No. Setting aside 43,000 tickets to credit cards you can only assume are going to go to actual "participants" rather than e-tards and sparkle ponies, is turning Burning Man tickets into a commodity. Setting aside 10,000 for people who promise to and have an established record of bringing cool shit to the playa or doing cool shit for the people is not commodification. It's natural selection.Burnerbot wrote:~Burning Man Principle 3Decommodification
In order to preserve the spirit of gifting, our community seeks to create social environments that are unmediated by commercial sponsorships, transactions, or advertising. We stand ready to protect our culture from such exploitation. We resist the substitution of consumption for participatory experience.
Isn't Burning Man turning the art installations, theme camps, etc. into commodities by setting aside 10,000 tickets for them? Whereby the art projects and theme camps are the commodity and the price of the ticket is the price you pay to experience them.
It's what we all want.
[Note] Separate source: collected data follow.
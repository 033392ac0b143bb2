//! HTML rendering: pure functions from application state to markup.
//!
//! Every renderer takes its inputs explicitly and returns a `String`; no
//! function here touches the network or any shared state.

use chrono::{DateTime, Datelike, Utc};

use crate::github::{Repository, UserProfile};
use crate::i18n::{Language, LanguageRegistry};

/// Embedded stylesheet for the landing page.
const PAGE_STYLE: &str = include_str!("assets/style.css");

/// Number of placeholder cards shown while a fetch is in flight.
pub const PLACEHOLDER_CARDS: usize = 6;

/// The projects grid as seen by the renderer.
#[derive(Debug, Clone)]
pub enum GridState {
    /// A fetch-render cycle is in flight.
    Loading,
    /// Repositories ready for display, already pipeline-ordered.
    Loaded(Vec<Repository>),
    /// The repository fetch failed with this message.
    Failed(String),
}

/// Everything the page renderer needs for one response.
#[derive(Debug, Clone)]
pub struct PageState {
    pub language: Language,
    pub user: String,
    pub avatar_url: String,
    pub avatar_fallback_url: String,
    pub grid: GridState,
    pub profile: Option<UserProfile>,
    pub year: i32,
}

/// Replace special characters with their HTML entities.
pub fn escape_html(input: &str) -> String {
    input
        .replace('&', "&amp;")
        .replace('<', "&lt;")
        .replace('>', "&gt;")
        .replace('"', "&quot;")
        .replace('\'', "&#39;")
}

/// Russian short month names, indexed by zero-based month.
/// chrono only formats English month names.
const RU_MONTHS_SHORT: [&str; 12] = [
    "янв", "февр", "мар", "апр", "мая", "июн", "июл", "авг", "сент", "окт", "нояб", "дек",
];

/// Format an RFC 3339 timestamp as a short localized date.
/// An unparseable value is returned as-is rather than failing the render.
pub fn format_date(iso: &str, language: Language) -> String {
    let Ok(parsed) = DateTime::parse_from_rfc3339(iso) else {
        return iso.to_string();
    };
    let date = parsed.with_timezone(&Utc);

    match language {
        Language::RUSSIAN => {
            let month = RU_MONTHS_SHORT[date.month0() as usize];
            format!("{:02} {} {}", date.day(), month, date.year())
        }
        _ => date.format("%b %d, %Y").to_string(),
    }
}

/// Render one repository card.
///
/// Chips are conditional: a language tag only when the API reports a
/// language, star/fork chips only for non-zero counts. The whole card links
/// out to the repository without leaking an opener or referrer.
pub fn render_card(repo: &Repository, language: Language) -> String {
    let strings = language.strings();
    let mut html = String::new();

    html.push_str("<article class=\"card\">");
    html.push_str(&format!(
        "<div class=\"title\"><h3>{}</h3></div>",
        escape_html(&repo.name)
    ));
    html.push_str(&format!(
        "<p>{}</p>",
        escape_html(repo.description.as_deref().unwrap_or(""))
    ));

    html.push_str("<div class=\"tags\">");
    if let Some(lang_name) = &repo.language {
        html.push_str(&format!(
            "<span class=\"tag\">{}</span>",
            escape_html(lang_name)
        ));
    }
    html.push_str("</div>");

    html.push_str("<div class=\"repo-chips\">");
    if repo.stargazers_count > 0 {
        html.push_str(&format!(
            "<span class=\"chip-star\"><span class=\"icon\">\u{2B50}</span><span>{}</span></span>",
            repo.stargazers_count
        ));
    }
    if repo.forks_count > 0 {
        html.push_str(&format!(
            "<span class=\"chip-fork\"><span class=\"icon\">\u{1F374}</span><span>{}</span></span>",
            repo.forks_count
        ));
    }
    html.push_str("</div>");

    if let Some(pushed_at) = &repo.pushed_at {
        html.push_str(&format!(
            "<div class=\"updated\">{} {}</div>",
            escape_html(strings.updated_label),
            escape_html(&format_date(pushed_at, language))
        ));
    }

    html.push_str(&format!(
        "<a class=\"repo-link\" href=\"{}\" target=\"_blank\" rel=\"noopener noreferrer\"></a>",
        escape_html(&repo.html_url)
    ));
    html.push_str("</article>");

    html
}

/// One inert card used while repositories are loading.
fn render_placeholder_card() -> String {
    "<div class=\"card placeholder\"></div>".to_string()
}

/// The single card shown when the repository fetch failed.
pub fn render_error_card(message: &str, language: Language) -> String {
    let strings = language.strings();
    format!(
        "<div class=\"card error\"><p>{}. {}</p></div>",
        escape_html(message),
        escape_html(strings.error_hint)
    )
}

/// Render the projects grid contents for the current state.
pub fn render_grid(state: &GridState, language: Language) -> String {
    match state {
        GridState::Loading => (0..PLACEHOLDER_CARDS)
            .map(|_| render_placeholder_card())
            .collect(),
        GridState::Loaded(repos) => repos
            .iter()
            .map(|repo| render_card(repo, language))
            .collect(),
        GridState::Failed(message) => render_error_card(message, language),
    }
}

/// Shown in a counter when the profile fetch has not succeeded.
const STAT_PLACEHOLDER: &str = "\u{2014}";

/// Render the follower/repository counters.
pub fn render_stats(profile: Option<&UserProfile>, language: Language) -> String {
    let strings = language.strings();
    let (followers, repos) = match profile {
        Some(p) => (p.followers.to_string(), p.public_repos.to_string()),
        None => (STAT_PLACEHOLDER.to_string(), STAT_PLACEHOLDER.to_string()),
    };

    let mut html = String::new();
    html.push_str("<div class=\"stats\">");
    html.push_str(&format!(
        "<div class=\"stat\"><span id=\"followers-count\" class=\"count\">{}</span><span id=\"followers-caption\" class=\"caption\">{}</span></div>",
        followers,
        escape_html(strings.stat_followers)
    ));
    html.push_str(&format!(
        "<div class=\"stat\"><span id=\"repos-count\" class=\"count\">{}</span><span id=\"repos-caption\" class=\"caption\">{}</span></div>",
        repos,
        escape_html(strings.stat_repos)
    ));
    html.push_str("</div>");

    html
}

/// Render the full landing page document for one state snapshot.
pub fn render_page(state: &PageState) -> String {
    let language = state.language;
    let strings = language.strings();
    let other = language.toggle();

    let mut html = String::new();
    html.push_str("<!DOCTYPE html>");
    html.push_str(&format!("<html lang=\"{}\">", language.code()));

    html.push_str("<head>");
    html.push_str("<meta charset=\"utf-8\">");
    html.push_str("<meta name=\"viewport\" content=\"width=device-width, initial-scale=1\">");
    html.push_str(&format!("<title>{}</title>", escape_html(&state.user)));
    for lang in LanguageRegistry::get().list() {
        html.push_str(&format!(
            "<link rel=\"alternate\" hreflang=\"{}\" href=\"/?lang={}\">",
            lang.code, lang.code
        ));
    }
    // Placeholders get swapped for real cards on the next render cycle.
    if matches!(state.grid, GridState::Loading) {
        html.push_str("<meta http-equiv=\"refresh\" content=\"2\">");
    }
    html.push_str("<style>");
    html.push_str(PAGE_STYLE);
    html.push_str("</style>");
    html.push_str("</head>");

    html.push_str("<body>");

    // Header: toggle, avatar, tagline
    html.push_str("<header>");
    html.push_str(&format!(
        "<a id=\"lang-toggle\" href=\"/?lang={}\" aria-label=\"{}\" title=\"{}\">{}</a>",
        other.code(),
        escape_html(strings.toggle_aria_label),
        escape_html(strings.toggle_title),
        language.config().flag
    ));
    html.push_str(&format!(
        "<img id=\"avatar\" src=\"{}\" alt=\"{}\" onerror=\"this.onerror=null;this.src='{}'\">",
        escape_html(&state.avatar_url),
        escape_html(&state.user),
        escape_html(&state.avatar_fallback_url)
    ));
    // Tagline markup is a trusted static string from the dictionary.
    html.push_str(&format!(
        "<p id=\"site-tagline\">{}</p>",
        strings.tagline
    ));
    html.push_str(&render_stats(state.profile.as_ref(), language));
    html.push_str("</header>");

    // Projects
    html.push_str("<main>");
    html.push_str(&format!(
        "<h2 id=\"projects-title\">{}</h2>",
        escape_html(strings.projects)
    ));
    html.push_str("<div id=\"projects-grid\" class=\"grid\">");
    html.push_str(&render_grid(&state.grid, language));
    html.push_str("</div>");
    html.push_str("</main>");

    html.push_str(&format!(
        "<footer><p id=\"footer-line-1\">\u{00A9} <span id=\"year\">{}</span> {}</p></footer>",
        state.year,
        escape_html(&state.user)
    ));

    html.push_str("</body></html>");

    html
}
Cool people doing cool shit on the playa. Not tens of thousands tourists trying to figure out how to update their Facebook status from the middle of the desert and wondering where all the cool shit they heard about went.
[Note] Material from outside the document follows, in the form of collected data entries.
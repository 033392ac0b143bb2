//! Page controller: HTTP surface, shared state and the fetch-render cycle.

use std::sync::atomic::{AtomicU64, Ordering};
use std::sync::Arc;

use axum::extract::{Query, State};
use axum::http::{header, HeaderMap};
use axum::response::{Html, IntoResponse, Response};
use axum::routing::get;
use axum::Router;
use chrono::{Datelike, Utc};
use serde::Deserialize;
use tokio::sync::RwLock;
use tower_http::trace::TraceLayer;
use tracing::{info, warn};

use crate::config::Config;
use crate::github::{self, UserProfile};
use crate::i18n::{Language, LocaleProvider};
use crate::pipeline;
use crate::render::{render_page, GridState, PageState};

/// Cookie holding the persisted language preference.
pub const LANG_COOKIE: &str = "v2c_lang";

/// Shared application state.
///
/// The grid and profile are explicit values behind locks, rendered into
/// fresh markup on every request. The generation counter tags each
/// fetch-render cycle so a cycle finishing after a newer one started
/// discards its results instead of racing them into the shared state.
pub struct AppState {
    pub config: Config,
    repos: RwLock<GridState>,
    profile: RwLock<Option<UserProfile>>,
    generation: AtomicU64,
}

impl AppState {
    pub fn new(config: Config) -> Self {
        Self {
            config,
            repos: RwLock::new(GridState::Loading),
            profile: RwLock::new(None),
            generation: AtomicU64::new(0),
        }
    }

    /// Start a new fetch-render cycle: bump the generation and clear the
    /// grid back to placeholders. Returns the cycle's generation tag.
    pub async fn begin_refresh(&self) -> u64 {
        let generation = self.generation.fetch_add(1, Ordering::SeqCst) + 1;
        *self.repos.write().await = GridState::Loading;
        generation
    }

    pub async fn grid(&self) -> GridState {
        self.repos.read().await.clone()
    }

    pub async fn profile(&self) -> Option<UserProfile> {
        self.profile.read().await.clone()
    }
}

/// Run one full fetch-render cycle.
pub async fn refresh(state: &AppState) {
    let generation = state.begin_refresh().await;
    run_cycle(state, generation).await;
}

/// Fetch repositories and profile concurrently and store the results,
/// unless a newer cycle has started in the meantime.
///
/// The staleness check happens under the same write lock as each store, so
/// a generation bump can never slip in between the check and the write.
///
/// The two fetches fail independently: a dead profile endpoint leaves the
/// counters at their previous value while the grid still updates, and vice
/// versa.
pub async fn run_cycle(state: &AppState, generation: u64) {
    let (repos, profile) = tokio::join!(
        github::fetch_repositories(&state.config),
        github::fetch_user_profile(&state.config)
    );

    {
        let mut grid = state.repos.write().await;
        if state.generation.load(Ordering::SeqCst) != generation {
            info!("Discarding stale fetch results (generation {})", generation);
            return;
        }
        match repos {
            Ok(list) => {
                let prepared = pipeline::prepare(list, state.config.sort_mode);
                info!("Grid updated with {} repositories", prepared.len());
                *grid = GridState::Loaded(prepared);
            }
            Err(e) => {
                warn!("Repository fetch failed: {}", e);
                *grid = GridState::Failed(e.to_string());
            }
        }
    }

    match profile {
        Ok(p) => {
            let mut current = state.profile.write().await;
            if state.generation.load(Ordering::SeqCst) == generation {
                *current = Some(p);
            }
        }
        Err(e) => warn!("Profile fetch failed, keeping previous counters: {}", e),
    }
}

pub fn router(state: Arc<AppState>) -> Router {
    Router::new()
        .route("/", get(index))
        .route("/healthz", get(healthz))
        .layer(TraceLayer::new_for_http())
        .with_state(state)
}

#[derive(Debug, Deserialize)]
struct IndexParams {
    lang: Option<String>,
}

/// `Accept-Language` header as the visitor's locale signal.
struct RequestLocale<'a>(&'a HeaderMap);

impl LocaleProvider for RequestLocale<'_> {
    fn locale(&self) -> Option<String> {
        let raw = self.0.get(header::ACCEPT_LANGUAGE)?.to_str().ok()?;
        let first = raw.split(',').next()?.trim();
        let locale = first.split(';').next()?.trim();
        if locale.is_empty() {
            None
        } else {
            Some(locale.to_string())
        }
    }
}

/// Extract the persisted language preference from the Cookie header.
fn cookie_language(headers: &HeaderMap) -> Option<String> {
    let raw = headers.get(header::COOKIE)?.to_str().ok()?;
    raw.split(';')
        .filter_map(|pair| pair.trim().split_once('='))
        .find(|(name, _)| *name == LANG_COOKIE)
        .map(|(_, value)| value.to_string())
}

async fn index(
    State(state): State<Arc<AppState>>,
    Query(params): Query<IndexParams>,
    headers: HeaderMap,
) -> Response {
    let toggled = params
        .lang
        .as_deref()
        .and_then(|code| Language::from_code(code).ok());

    let language = match toggled {
        Some(lang) => lang,
        None => {
            let saved = cookie_language(&headers);
            Language::resolve(saved.as_deref(), &RequestLocale(&headers))
        }
    };

    // An explicit ?lang= is the toggle click: persist the choice and restart
    // the whole fetch-render cycle, not just the labels. The grid is cleared
    // to placeholders before this response renders.
    if toggled.is_some() {
        let generation = state.begin_refresh().await;
        let cycle_state = Arc::clone(&state);
        tokio::spawn(async move { run_cycle(&cycle_state, generation).await });
    }

    let page = PageState {
        language,
        user: state.config.github_user.clone(),
        avatar_url: state.config.avatar_url.clone(),
        avatar_fallback_url: state.config.avatar_fallback_url.clone(),
        grid: state.grid().await,
        profile: state.profile().await,
        year: Utc::now().year(),
    };

    let mut response = Html(render_page(&page)).into_response();

    if toggled.is_some() {
        let cookie = format!(
            "{}={}; Path=/; Max-Age=31536000; SameSite=Lax",
            LANG_COOKIE,
            language.code()
        );
        if let Ok(value) = cookie.parse() {
            response.headers_mut().insert(header::SET_COOKIE, value);
        }
    }

    response
}

async fn healthz() -> &'static str {
    "ok"
}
For a lot of people here, it appears that Black Rock City is not something to go help build, it's something you get a ticket for, and then you show up and expect other camps to have the city build for you, and take legal responsibility (!!!) for your shit and let you participate in their projects. Somebody else brings the generator and tools and materials for you to use and, goddammit, you're entitled to be radically included.
Apparently, in some weird little e-playa-only world, U-Haul tents and plastic dome structures are more interesting that groups of people who plan ahead and collaborate on something that's more interesting to look at from, say, space than a bunch of dusty Subarus, tarps and rented trucks.